How they see us: Intel leak shows U.S. to be unreliable
The news of Washington’s latest leak of military secrets reads “like a Hollywood screenplay,” said Maurin Picard in Le Soir (Belgium). A 21-year-old low-level U.S. airman trying to impress online friends shared the documents in a gamer chat room? That plot could have been written by the Coen brothers. But “nobody is laughing” in Europe. The top-secret documents include vital information that European leaders don’t want shared, including “a critical assessment of the Ukrainian armed forces” and Ukraine’s “glaring shortage of ammunition.” The material also reveals the Pentagon’s doubts about Ukraine’s ability to execute a counteroffensive against invading Russian forces. That means the breach poses “a potential danger” to Ukraine, said Enrico Franceschini in La Repubblica (Italy). Moscow now knows not only the weaknesses of the Ukrainian forces but also “how, and to what extent, U.S. intelligence services are spying on the Russian offensive.”

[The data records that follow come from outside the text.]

//! Dashboard aggregates and the daily snapshot row.

use chrono::NaiveDate;
use invdash_core::{DailySnapshot, DashboardStats, Product, ProductStatus};

/// Aggregates a full product scan. Category and supplier counts come from the
/// facet index rather than the products, since facets only ever grow.
#[must_use]
pub fn dashboard_stats(
    products: &[Product],
    categories: usize,
    suppliers: usize,
) -> DashboardStats {
    let mut stats = DashboardStats {
        total_products: products.len(),
        total_categories: categories,
        total_suppliers: suppliers,
        ..DashboardStats::default()
    };

    for product in products {
        match product.status {
            ProductStatus::Active => stats.active_products += 1,
            ProductStatus::Inactive => stats.inactive_products += 1,
            ProductStatus::LowStock => stats.low_stock_products += 1,
            ProductStatus::OutOfStock => stats.out_of_stock_products += 1,
        }
        stats.total_stock += product.stock.max(0.0);
        stats.total_reserved += product.reserved_quantity.max(0.0);
        stats.total_value += product.stock_value_at_cost();
        stats.total_sale_value += product.stock_value_at_price();
    }

    stats
}

/// The row the snapshot job persists for `date`.
#[must_use]
pub fn snapshot_row(stats: &DashboardStats, date: NaiveDate) -> DailySnapshot {
    DailySnapshot::from_stats(stats, date)
}
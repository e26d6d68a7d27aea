use crate::app_config::{AppConfig, Environment, UpstreamConnection};
use crate::ConfigError;

/// Load application configuration from environment variables.
///
/// Calls `dotenvy::dotenv().ok()` to load `.env` files before reading env vars.
///
/// # Errors
///
/// Returns `ConfigError` if a value is present but invalid.
pub fn load_app_config() -> Result<AppConfig, ConfigError> {
    dotenvy::dotenv().ok();
    load_app_config_from_env()
}

/// Load application configuration from environment variables already in the process.
///
/// Unlike [`load_app_config`], this does NOT load `.env` files.
///
/// # Errors
///
/// Returns `ConfigError` if a value is present but invalid.
pub fn load_app_config_from_env() -> Result<AppConfig, ConfigError> {
    build_app_config(|key| std::env::var(key))
}

/// Build application configuration using the provided env-var lookup function.
///
/// Every variable is optional. A missing upstream URL or token leaves
/// `connection` as `None`, which the service layer treats as "not configured"
/// rather than as a startup failure.
fn build_app_config<F>(lookup: F) -> Result<AppConfig, ConfigError>
where
    F: Fn(&str) -> Result<String, std::env::VarError>,
{
    let or_default = |var: &str, default: &str| -> String {
        lookup(var).unwrap_or_else(|_| default.to_string())
    };

    let invalid = |var: &str, reason: String| ConfigError::InvalidEnvVar {
        var: var.to_string(),
        reason,
    };

    let parse_u64 = |var: &str, default: &str| -> Result<u64, ConfigError> {
        or_default(var, default)
            .parse::<u64>()
            .map_err(|e| invalid(var, e.to_string()))
    };

    let parse_positive_u32 = |var: &str, default: &str| -> Result<u32, ConfigError> {
        let value = or_default(var, default)
            .parse::<u32>()
            .map_err(|e| invalid(var, e.to_string()))?;
        if value == 0 {
            return Err(invalid(var, "must be greater than zero".to_string()));
        }
        Ok(value)
    };

    let parse_positive_usize = |var: &str, default: &str| -> Result<usize, ConfigError> {
        let value = or_default(var, default)
            .parse::<usize>()
            .map_err(|e| invalid(var, e.to_string()))?;
        if value == 0 {
            return Err(invalid(var, "must be greater than zero".to_string()));
        }
        Ok(value)
    };

    let env = parse_environment(&or_default("INVDASH_ENV", "development"));
    let log_level = or_default("INVDASH_LOG_LEVEL", "info");

    let connection = UpstreamConnection::from_parts(
        lookup("INVDASH_UPSTREAM_BASE_URL").ok(),
        lookup("INVDASH_UPSTREAM_TOKEN").ok(),
    );

    let request_timeout_secs = parse_u64("INVDASH_REQUEST_TIMEOUT_SECS", "30")?;
    let user_agent = or_default("INVDASH_USER_AGENT", "invdash/0.1 (inventory-dashboard)");
    let scan_page_size = parse_positive_u32("INVDASH_SCAN_PAGE_SIZE", "100")?;
    let scan_max_pages = parse_positive_usize("INVDASH_SCAN_MAX_PAGES", "100")?;
    let catalog_cache_ttl_secs = parse_u64("INVDASH_CATALOG_CACHE_TTL_SECS", "300")?;

    Ok(AppConfig {
        env,
        log_level,
        connection,
        request_timeout_secs,
        user_agent,
        scan_page_size,
        scan_max_pages,
        catalog_cache_ttl_secs,
    })
}

/// Parse a string into an `Environment` variant.
///
/// Unrecognized values default to `Environment::Development`.
fn parse_environment(s: &str) -> Environment {
    match s {
        "production" => Environment::Production,
        "test" => Environment::Test,
        _ => Environment::Development,
    }
}

#[cfg(test)]
#[path = "config_test.rs"]
mod tests;
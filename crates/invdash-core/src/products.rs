use std::collections::BTreeMap;

use chrono::{DateTime, Utc};
use serde::{Deserialize, Serialize};

/// Stock-derived lifecycle state of a product.
///
/// Never read from upstream: always recomputed from stock levels via
/// [`ProductStatus::from_stock_levels`].
#[derive(Debug, Clone, Copy, PartialEq, Eq, Hash, Serialize, Deserialize)]
#[serde(rename_all = "snake_case")]
pub enum ProductStatus {
    Active,
    Inactive,
    LowStock,
    OutOfStock,
}

impl ProductStatus {
    /// Derives the status from available stock, the minimum threshold and an
    /// explicit inactive flag.
    ///
    /// Precedence is fixed: empty stock beats low stock, and both beat the
    /// inactive flag. Negative stock counts as empty.
    #[must_use]
    pub fn from_stock_levels(stock: f64, min_stock: f64, inactive: bool) -> Self {
        if stock <= 0.0 {
            Self::OutOfStock
        } else if stock <= min_stock {
            Self::LowStock
        } else if inactive {
            Self::Inactive
        } else {
            Self::Active
        }
    }

    #[must_use]
    pub fn as_str(self) -> &'static str {
        match self {
            Self::Active => "active",
            Self::Inactive => "inactive",
            Self::LowStock => "low_stock",
            Self::OutOfStock => "out_of_stock",
        }
    }
}

impl std::fmt::Display for ProductStatus {
    fn fmt(&self, f: &mut std::fmt::Formatter<'_>) -> std::fmt::Result {
        f.write_str(self.as_str())
    }
}

/// Named rendition of a product image, declared largest first.
#[derive(Debug, Clone, Copy, PartialEq, Eq, PartialOrd, Ord, Hash, Serialize, Deserialize)]
#[serde(rename_all = "lowercase")]
pub enum ImageSize {
    Original,
    Large,
    Medium,
    Small,
    Thumbnail,
}

impl ImageSize {
    /// Preference order when a single display URL is needed.
    pub const PRIORITY: [ImageSize; 5] = [
        ImageSize::Original,
        ImageSize::Large,
        ImageSize::Medium,
        ImageSize::Small,
        ImageSize::Thumbnail,
    ];
}

/// One entry of a product's image gallery.
#[derive(Debug, Clone, PartialEq, Default, Serialize, Deserialize)]
#[serde(rename_all = "camelCase")]
pub struct ProductImage {
    /// URLs keyed by rendition.
    pub sizes: BTreeMap<ImageSize, String>,
    /// Unsized URL, used when the upstream record carries a bare link.
    pub url: Option<String>,
    pub is_cover: bool,
}

impl ProductImage {
    /// The largest available rendition, degrading through
    /// [`ImageSize::PRIORITY`] and finally to the unsized URL.
    #[must_use]
    pub fn best_url(&self) -> Option<&str> {
        ImageSize::PRIORITY
            .iter()
            .find_map(|size| self.sizes.get(size))
            .or(self.url.as_ref())
            .map(String::as_str)
    }
}

/// A product in the canonical schema, independent of upstream field naming.
#[derive(Debug, Clone, PartialEq, Serialize, Deserialize)]
#[serde(rename_all = "camelCase")]
pub struct Product {
    pub id: String,
    pub sku: String,
    pub supplier_sku: Option<String>,

    pub name: String,
    pub fiscal_name: String,
    pub description: String,
    pub category: String,
    pub category_id: Option<String>,
    pub brand: String,

    pub price: f64,
    pub cost_price: f64,
    pub cost_price_with_taxes: f64,

    /// Quantity available for sale.
    pub stock: f64,
    pub reserved_quantity: f64,
    pub min_stock: f64,
    pub max_stock: Option<f64>,
    pub unit: String,
    pub units_by_box: Option<f64>,
    pub status: ProductStatus,

    pub supplier: String,
    pub supplier_id: Option<String>,
    /// Supplier tax identifier (CNPJ/CPF).
    pub supplier_document: Option<String>,
    pub supplier_state_registration: Option<String>,

    pub weight: Option<f64>,
    pub box_weight: Option<f64>,
    pub height: Option<f64>,
    pub width: Option<f64>,
    pub length: Option<f64>,
    /// `"{width} x {height} x {length} cm"`, only when all three are known.
    pub dimensions: Option<String>,

    pub image_url: Option<String>,
    pub images: Vec<ProductImage>,
    pub video_link: Option<String>,

    pub created_at: Option<DateTime<Utc>>,
    pub updated_at: Option<DateTime<Utc>>,

    pub avg_sells_quantity_past_7_days: Option<f64>,
    pub avg_sells_quantity_past_15_days: Option<f64>,
    pub avg_sells_quantity_past_30_days: Option<f64>,
    pub sold_quantity: Option<f64>,
}

impl Product {
    /// Stock valued at cost price.
    #[must_use]
    pub fn stock_value_at_cost(&self) -> f64 {
        self.cost_price * self.stock.max(0.0)
    }

    /// Stock valued at sale price.
    #[must_use]
    pub fn stock_value_at_price(&self) -> f64 {
        self.price * self.stock.max(0.0)
    }
}

/// One page of the catalog listing.
#[derive(Debug, Clone, PartialEq, Serialize, Deserialize)]
#[serde(rename_all = "camelCase")]
pub struct CatalogPage {
    pub products: Vec<Product>,
    /// Upstream-reported total, or the number of records actually retrieved
    /// when upstream does not report one.
    pub total: usize,
    /// 1-based page number.
    pub page: u32,
    pub limit: u32,
    pub total_pages: u32,
}

impl CatalogPage {
    #[must_use]
    pub fn new(products: Vec<Product>, total: usize, page: u32, limit: u32) -> Self {
        Self {
            products,
            total,
            page,
            limit,
            total_pages: total_pages(total, limit),
        }
    }
}

/// `ceil(total / limit)`, or 0 when `limit` is 0.
#[must_use]
pub fn total_pages(total: usize, limit: u32) -> u32 {
    if limit == 0 {
        return 0;
    }
    let pages = total.div_ceil(limit as usize);
    u32::try_from(pages).unwrap_or(u32::MAX)
}
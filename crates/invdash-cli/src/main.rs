use chrono::NaiveDate;
use clap::{Parser, Subcommand};
use invdash_analytics::AbcClass;
use invdash_upstream::{InventoryService, ListQuery};
use tracing_subscriber::EnvFilter;

mod catalog;
mod output;
mod report;

#[derive(Debug, Parser)]
#[command(name = "invdash")]
#[command(about = "Inventory dashboard command line interface")]
struct Cli {
    #[command(subcommand)]
    command: Option<Commands>,
}

#[derive(Debug, Subcommand)]
enum Commands {
    /// List one page of the product catalog
    Products {
        /// 1-based page number
        #[arg(long, default_value_t = 1)]
        page: u32,
        /// Products per page
        #[arg(long, default_value_t = invdash_upstream::pagination::DEFAULT_LIMIT)]
        limit: u32,
        /// Free-text search forwarded to upstream
        #[arg(long)]
        search: Option<String>,
        /// Restrict to a category id
        #[arg(long)]
        category: Option<String>,
        /// Restrict to a supplier id
        #[arg(long)]
        supplier: Option<String>,
        /// Upstream sort key
        #[arg(long)]
        order_by: Option<String>,
        /// Print the page as JSON instead of a table
        #[arg(long)]
        json: bool,
    },
    /// Show a single product
    Product {
        /// Upstream product id
        id: String,
        #[arg(long)]
        json: bool,
    },
    /// Show reconciled stock movements for one or more products
    Movements {
        /// Upstream product ids
        #[arg(required = true)]
        ids: Vec<String>,
        #[arg(long)]
        json: bool,
    },
    /// List categories and suppliers seen in the catalog
    Facets,
    /// Dashboard totals over the full catalog
    Stats {
        #[arg(long)]
        json: bool,
    },
    /// ABC classification over the full catalog
    Abc {
        /// Only list products in this tier (A, B or C)
        #[arg(long, value_parser = parse_abc_class)]
        class: Option<AbcClass>,
        /// Maximum number of ranked products to list
        #[arg(long, default_value_t = 50)]
        limit: usize,
    },
    /// Print the daily snapshot row as JSON
    Snapshot {
        /// Snapshot date (YYYY-MM-DD); defaults to today in UTC
        #[arg(long)]
        date: Option<NaiveDate>,
    },
    /// Check that the upstream API answers with a known payload shape
    Ping,
}

fn parse_abc_class(value: &str) -> Result<AbcClass, String> {
    match value.trim().to_ascii_uppercase().as_str() {
        "A" => Ok(AbcClass::A),
        "B" => Ok(AbcClass::B),
        "C" => Ok(AbcClass::C),
        other => Err(format!("unknown ABC class '{other}'; expected A, B or C")),
    }
}

fn init_tracing(default_level: &str) {
    let filter = EnvFilter::try_from_default_env()
        .or_else(|_| EnvFilter::try_new(default_level))
        .unwrap_or_else(|_| EnvFilter::new("info"));
    tracing_subscriber::fmt()
        .with_env_filter(filter)
        .with_writer(std::io::stderr)
        .init();
}

#[tokio::main]
async fn main() -> anyhow::Result<()> {
    let cli = Cli::parse();
    let config = invdash_core::load_app_config()?;
    init_tracing(&config.log_level);

    let Some(command) = cli.command else {
        println!("invdash ready; run `invdash --help` for commands");
        return Ok(());
    };

    let service = InventoryService::new(&config)?;
    tracing::debug!(
        env = %config.env,
        configured = service.is_configured(),
        "inventory service ready"
    );

    match command {
        Commands::Products {
            page,
            limit,
            search,
            category,
            supplier,
            order_by,
            json,
        } => {
            let query = build_list_query(page, limit, search, category, supplier, order_by);
            catalog::run_products(&service, &query, json).await?;
        }
        Commands::Product { id, json } => catalog::run_product(&service, &id, json).await?,
        Commands::Movements { ids, json } => catalog::run_movements(&service, &ids, json).await?,
        Commands::Facets => catalog::run_facets(&service).await?,
        Commands::Stats { json } => report::run_stats(&service, json).await?,
        Commands::Abc { class, limit } => report::run_abc(&service, class, limit).await?,
        Commands::Snapshot { date } => {
            let date = date.unwrap_or_else(|| chrono::Utc::now().date_naive());
            report::run_snapshot(&service, date).await?;
        }
        Commands::Ping => report::run_ping(&service).await?,
    }

    Ok(())
}

fn build_list_query(
    page: u32,
    limit: u32,
    search: Option<String>,
    category: Option<String>,
    supplier: Option<String>,
    order_by: Option<String>,
) -> ListQuery {
    let mut query = ListQuery::page(page, limit);
    if let Some(search) = search {
        query = query.with_search(search);
    }
    if let Some(category) = category {
        query = query.with_category(category);
    }
    if let Some(supplier) = supplier {
        query = query.with_supplier(supplier);
    }
    if let Some(order_by) = order_by {
        query = query.with_order_by(order_by);
    }
    query
}
use std::collections::HashMap;
use std::env::VarError;

use super::*;

fn lookup_from_map<'a>(
    map: &'a HashMap<&'a str, &'a str>,
) -> impl Fn(&str) -> Result<String, VarError> + 'a {
    move |key| {
        map.get(key)
            .map(|v| (*v).to_string())
            .ok_or(VarError::NotPresent)
    }
}

fn connected_env<'a>() -> HashMap<&'a str, &'a str> {
    let mut m = HashMap::new();
    m.insert("INVDASH_UPSTREAM_BASE_URL", "https://api.example.com/v1");
    m.insert("INVDASH_UPSTREAM_TOKEN", "secret-token");
    m
}

#[test]
fn parse_environment_known_values() {
    assert_eq!(parse_environment("development"), Environment::Development);
    assert_eq!(parse_environment("test"), Environment::Test);
    assert_eq!(parse_environment("production"), Environment::Production);
}

#[test]
fn parse_environment_unknown_defaults_to_development() {
    assert_eq!(parse_environment("staging"), Environment::Development);
}

#[test]
fn empty_env_builds_unconfigured_defaults() {
    let map = HashMap::new();
    let cfg = build_app_config(lookup_from_map(&map)).expect("defaults should be valid");
    assert!(cfg.connection.is_none());
    assert_eq!(cfg.env, Environment::Development);
    assert_eq!(cfg.log_level, "info");
    assert_eq!(cfg.request_timeout_secs, 30);
    assert_eq!(cfg.user_agent, "invdash/0.1 (inventory-dashboard)");
    assert_eq!(cfg.scan_page_size, 100);
    assert_eq!(cfg.scan_max_pages, 100);
    assert_eq!(cfg.catalog_cache_ttl_secs, 300);
    assert_eq!(cfg.catalog_cache_ttl().as_secs(), 300);
}

#[test]
fn connection_present_when_url_and_token_set() {
    let map = connected_env();
    let cfg = build_app_config(lookup_from_map(&map)).unwrap();
    let conn = cfg.connection.expect("expected a connection");
    assert_eq!(conn.base_url, "https://api.example.com/v1");
    assert_eq!(conn.token, "secret-token");
}

#[test]
fn connection_absent_when_token_missing() {
    let mut map = HashMap::new();
    map.insert("INVDASH_UPSTREAM_BASE_URL", "https://api.example.com");
    let cfg = build_app_config(lookup_from_map(&map)).unwrap();
    assert!(cfg.connection.is_none());
}

#[test]
fn connection_absent_when_url_blank() {
    let mut map = connected_env();
    map.insert("INVDASH_UPSTREAM_BASE_URL", "   ");
    let cfg = build_app_config(lookup_from_map(&map)).unwrap();
    assert!(cfg.connection.is_none());
}

#[test]
fn debug_output_redacts_token() {
    let map = connected_env();
    let cfg = build_app_config(lookup_from_map(&map)).unwrap();
    let rendered = format!("{cfg:?}");
    assert!(!rendered.contains("secret-token"), "token leaked: {rendered}");
    assert!(rendered.contains("[redacted]"));
}

#[test]
fn scan_page_size_override() {
    let mut map = connected_env();
    map.insert("INVDASH_SCAN_PAGE_SIZE", "50");
    let cfg = build_app_config(lookup_from_map(&map)).unwrap();
    assert_eq!(cfg.scan_page_size, 50);
}

#[test]
fn scan_page_size_zero_is_rejected() {
    let mut map = connected_env();
    map.insert("INVDASH_SCAN_PAGE_SIZE", "0");
    let result = build_app_config(lookup_from_map(&map));
    assert!(
        matches!(result, Err(ConfigError::InvalidEnvVar { ref var, .. }) if var == "INVDASH_SCAN_PAGE_SIZE"),
        "expected InvalidEnvVar(INVDASH_SCAN_PAGE_SIZE), got: {result:?}"
    );
}

#[test]
fn scan_max_pages_invalid() {
    let mut map = connected_env();
    map.insert("INVDASH_SCAN_MAX_PAGES", "lots");
    let result = build_app_config(lookup_from_map(&map));
    assert!(
        matches!(result, Err(ConfigError::InvalidEnvVar { ref var, .. }) if var == "INVDASH_SCAN_MAX_PAGES"),
        "expected InvalidEnvVar(INVDASH_SCAN_MAX_PAGES), got: {result:?}"
    );
}

#[test]
fn cache_ttl_override_allows_zero() {
    let mut map = connected_env();
    map.insert("INVDASH_CATALOG_CACHE_TTL_SECS", "0");
    let cfg = build_app_config(lookup_from_map(&map)).unwrap();
    assert_eq!(cfg.catalog_cache_ttl_secs, 0);
}

#[test]
fn request_timeout_invalid() {
    let mut map = connected_env();
    map.insert("INVDASH_REQUEST_TIMEOUT_SECS", "-1");
    let result = build_app_config(lookup_from_map(&map));
    assert!(
        matches!(result, Err(ConfigError::InvalidEnvVar { ref var, .. }) if var == "INVDASH_REQUEST_TIMEOUT_SECS"),
        "expected InvalidEnvVar(INVDASH_REQUEST_TIMEOUT_SECS), got: {result:?}"
    );
}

What a clown show, said Annett Meiritz in Handelsblatt (Germany). “The gigantic security apparatus of the U.S. is apparently being protected amateurishly.” The suspect, Jack Teixeira, uploaded secret document after secret document for weeks and weeks before U.S. intelligence caught on. “That’s a scandal in itself!” But the bigger scandal is that he put the intelligence of America’s allies at risk. Germany shares significant information with American intelligence—should we continue doing so? After all, one of the leaked documents has marks showing it was part of the
“Five Eyes” intelligence pool of the U.S. plus Australia, Canada,
New Zealand, and the United Kingdom. If America plays fast and loose with that information, it will with ours too. Authorities in the other Five Eyes countries are now asking themselves whether they can still trust the U.S., said Andrew Tillett in the Financial Review (Australia). Staffing at U.S. security agencies ballooned after 9/11, and information sharing among those agencies was made a priority. The result is that there are now at least a million Americans with some type of security clearance. That means “more links in the human chain that could break: more people who could turn whistleblower, more people who could turn mole, more people who could boast about their insider cred.”
It’s hard to overstate what a “humiliation” this is for the U.S., said Gerard Baker in The Times (U.K.). The secrets revealed have “laid bare Washington’s strategic disarray, ineptitude, and weakness.” The revelation that the U.S. was spying on its South Korean ally is embarrassing for Seoul, coming ahead of a state visit to the U.S. The disclosure that Israel’s Mossad was complicit in some of the demonstrations against Israeli Prime Minister Benjamin Netanhayu will infuriate Israeli intelligence and politicians. And the news that the U.K. has at least 50 special forces troops operating inside Ukraine could put British lives at risk. No wonder America’s allies, “whose secrets have been spilled so liberally,” are growing tired of following Washington’s lead on the world stage. The ramifications of this “shocking blow to U.S. intelligence prestige” will reverberate for years.